Submitted to: Potato Association of America Proceedings
Publication Type: Abstract Only
Publication Acceptance Date: 6/10/2015
Publication Date: 7/19/2015
Citation: Larkin, R.P. 2015. Impacts of different potato cropping systems on crop and soil health parameters. Potato Association of America Proceedings. p. 64.
Technical Abstract: Soil health is essential for agricultural sustainability and environmental quality, and may be greatly affected by management practices. In field trials established in 2004, different 3-yr potato cropping systems focused on specific management goals of soil conservation (SC), soil improvement (SI), and disease-suppression (DS) were evaluated and compared to a 2-yr standard rotation (SQ) and a non-rotation control (PP) for their effects on various crop and soil health parameters under both rainfed and irrigated conditions over an 8-year period.
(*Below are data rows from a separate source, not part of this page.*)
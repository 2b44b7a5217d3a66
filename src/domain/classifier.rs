//! Maps filenames to descriptions and audience packages.
//!
//! Rules:
//! - unclassifiable filename: description `N/A`, no packages
//! - numeric code: looked up by its two-digit category. Element-based
//!   categories append the type (`"Concrete layout type 02"`), others show
//!   the label alone.
//! - letter-prefixed code: looked up by the full code, shown as
//!   `"{label} — {description}"` when a description is present.
//!
//! Codes missing from the registry behave like unclassifiable filenames. A
//! letter-prefixed code never defaults to every package.

use std::collections::BTreeSet;

use super::{
    Code, Document, Package, UNCLASSIFIED,
    category::{Family, Registry},
};

/// The result of classifying one document.
#[derive(Debug, Clone, PartialEq, Eq)]
pub struct Classification {
    /// Human-readable description, `N/A` when unclassifiable.
    pub description: String,
    /// Audiences the document is issued to.
    pub packages: BTreeSet<Package>,
    /// Whether the document is an element drawing.
    pub element_based: bool,
}

impl Classification {
    fn unclassified() -> Self {
        Self {
            description: UNCLASSIFIED.to_string(),
            packages: BTreeSet::new(),
            element_based: false,
        }
    }

    /// Returns `true` if the document belongs to `package`.
    #[must_use]
    pub fn is_in(&self, package: Package) -> bool {
        self.packages.contains(&package)
    }
}

/// Classifies documents against a category [`Registry`].
#[derive(Debug, Clone, Copy)]
pub struct Classifier<'a> {
    registry: &'a Registry,
}

impl Default for Classifier<'static> {
    fn default() -> Self {
        Self::new(Registry::global())
    }
}

impl<'a> Classifier<'a> {
    /// Creates a classifier over the given registry.
    #[must_use]
    pub const fn new(registry: &'a Registry) -> Self {
        Self { registry }
    }

    /// Returns the registry this classifier reads from.
    #[must_use]
    pub const fn registry(&self) -> &'a Registry {
        self.registry
    }

    /// Classifies a parsed code.
    #[must_use]
    pub fn classify_code(&self, code: Option<&Code>) -> Classification {
        match code {
            None => Classification::unclassified(),
            Some(Code::Numeric(code)) => {
                let Some(category) = self.registry.numeric(code.category()) else {
                    tracing::debug!("Unknown drawing category {}", code.category());
                    return Classification::unclassified();
                };
                let description = if category.element_based {
                    format!("{} type {}", category.label, code.type_code())
                } else {
                    category.label.to_string()
                };
                Classification {
                    description,
                    packages: category.packages(),
                    element_based: category.element_based,
                }
            }
            Some(Code::Alphanumeric(code)) => {
                let Some(category) = self.registry.code(code.as_str()) else {
                    tracing::debug!("Unknown document code {code:?}");
                    return Classification::unclassified();
                };
                let description = match category.description {
                    Some(text) if !text.is_empty() => format!("{} — {text}", category.label),
                    _ => category.label.to_string(),
                };
                Classification {
                    description,
                    packages: category.packages(),
                    element_based: false,
                }
            }
        }
    }

    /// Classifies a document.
    #[must_use]
    pub fn classify(&self, document: &Document) -> Classification {
        self.classify_code(document.code())
    }

    /// Returns the description for a filename.
    #[must_use]
    pub fn describe(&self, filename: &str) -> String {
        self.classify_code(Code::from_filename(filename).as_ref())
            .description
    }

    /// Returns the packages a filename belongs to.
    #[must_use]
    pub fn packages_for(&self, filename: &str) -> BTreeSet<Package> {
        self.classify_code(Code::from_filename(filename).as_ref())
            .packages
    }

    /// Returns whether a filename is an element drawing.
    #[must_use]
    pub fn is_element_based(&self, filename: &str) -> bool {
        match Code::from_filename(filename) {
            Some(Code::Numeric(code)) => self
                .registry
                .numeric(code.category())
                .is_some_and(|category| category.element_based),
            _ => false,
        }
    }

    /// Returns the family of a letter-prefixed code.
    #[must_use]
    pub fn family(code: &Code) -> Option<Family> {
        match code {
            Code::Alphanumeric(code) => Family::from_prefix(code.prefix()),
            Code::Numeric(_) => None,
        }
    }
}
//! `dreg`: generate drawing registers from a folder of drawings.

use clap::Parser;

mod cli;

fn main() -> anyhow::Result<()> {
    cli::Cli::parse().run()
}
Cropping system significantly affected soil physical, chemical, and biological properties, as well as plant and crop characteristics, with effects generally increasing over time. The SI system, with yearly compost amendments, resulted in the most dramatic impacts, with substantially greater increases in total and POM C and N, Active C, microbial activity, water availability, CEC, and concentrations of P, K, Ca, Mg, and S, as well as higher leaf area duration (LAD), leaf chlorophyll content (SPAD), and root and shoot biomass, than all other rotations. Both SI and SC increased aggregate stability, and SI reduced bulk density relative to all other rotations. However, all rotations increased aggregate stability, water availability, total C and N, LAD, and SPAD relative to no rotation (PP). Irrigation generally had minimal effects on soil properties, but greatly affected plant characteristics, such as LAD, SPAD, and biomass. Cropping systems that incorporate management practices such as use of cover crops, green manures, organic amendments, and reduced tillage can improve crop and soil health.